■ WORK INSTRUCTIONS
Output the records again verbatim.

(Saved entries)

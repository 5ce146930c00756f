//! JWT Extractor
//!
//! Custom extractor for automatically validating JWT tokens

use axum::{extract::FromRequestParts, http::request::Parts};

use crate::auth::{CurrentUser, JwtService};
use crate::core::ServerState;
use crate::security_log;
use shared::AppError;

/// JWT Auth Extractor
///
/// Use this extractor in protected handlers to automatically validate JWT
/// and extract CurrentUser
impl FromRequestParts<ServerState> for CurrentUser {
    type Rejection = AppError;

    async fn from_request_parts(
        parts: &mut Parts,
        state: &ServerState,
    ) -> Result<Self, Self::Rejection> {
        // Check if already extracted (from middleware)
        if let Some(user) = parts.extensions.get::<CurrentUser>() {
            return Ok(user.clone());
        }

        // Extract Authorization header
        let auth_header = parts
            .headers
            .get(http::header::AUTHORIZATION)
            .and_then(|h| h.to_str().ok());

        let token = match auth_header {
            Some(header) => JwtService::extract_from_header(header)
                .ok_or_else(|| AppError::invalid_token("Invalid authorization header"))?,
            None => {
                security_log!("WARN", "auth_missing", uri = format!("{:?}", parts.uri));
                return Err(AppError::unauthorized());
            }
        };

        // Validate token
        let jwt_service = state.jwt_service();
        match jwt_service.validate_token(token) {
            Ok(claims) => {
                let user = CurrentUser::from(claims);

                // Store in extensions for potential reuse
                parts.extensions.insert(user.clone());

                Ok(user)
            }
            Err(e) => {
                security_log!(
                    "WARN",
                    "auth_failed",
                    error = format!("{}", e),
                    uri = format!("{:?}", parts.uri)
                );

                match e {
                    crate::auth::JwtError::ExpiredToken => Err(AppError::token_expired()),
                    _ => Err(AppError::invalid_token("Invalid token")),
                }
            }
        }
    }
}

■ ANSWER SECTION
repository 5ce146930c00756f
//! JWT Extractor
//!
//! Custom extractor for automatically validating JWT tokens

use axum::{extract::FromRequestParts, http::request::Parts};

use crate::auth::{CurrentUser, JwtService};
use crate::core::ServerState;
use crate::security_log;
use shared::AppError;

/// JWT Auth Extractor
///
/// Use this extractor in protected handlers to automatically validate JWT
/// and extract CurrentUser
impl FromRequestParts<ServerState> for CurrentUser {
    type Rejection = AppError;

    async fn from_request_parts(
        parts: &mut Parts,
        state: &ServerState,
    ) -> Result<Self, Self::Rejection> {
        // Check if already extracted (from middleware)
        if let Some(user) = parts.extensions.get::<CurrentUser>() {
            return Ok(user.clone());
        }

        // Extract Authorization header
        let auth_header = parts
            .headers
            .get(http::header::AUTHORIZATION)
            .and_then(|h| h.to_str().ok());

        let token = match auth_header {
            Some(header) => JwtService::extract_from_header(header)
                .ok_or_else(|| AppError::invalid_token("Invalid authorization header"))?,
            None => {
                security_log!("WARN", "auth_missing", uri = format!("{:?}", parts.uri));
                return Err(AppError::unauthorized());
            }
        };

        // Validate token
        let jwt_service = state.jwt_service();
        match jwt_service.validate_token(token) {
            Ok(claims) => {
                let user = CurrentUser::from(claims);

                // Store in extensions for potential reuse
                parts.extensions.insert(user.clone());

                Ok(user)
            }
            Err(e) => {
                security_log!(
                    "WARN",
                    "auth_failed",
                    error = format!("{}", e),
                    uri = format!("{:?}", parts.uri)
                );

                match e {
                    crate::auth::JwtError::ExpiredToken => Err(AppError::token_expired()),
                    _ => Err(AppError::invalid_token("Invalid token")),
                }
            }
        }
    }
}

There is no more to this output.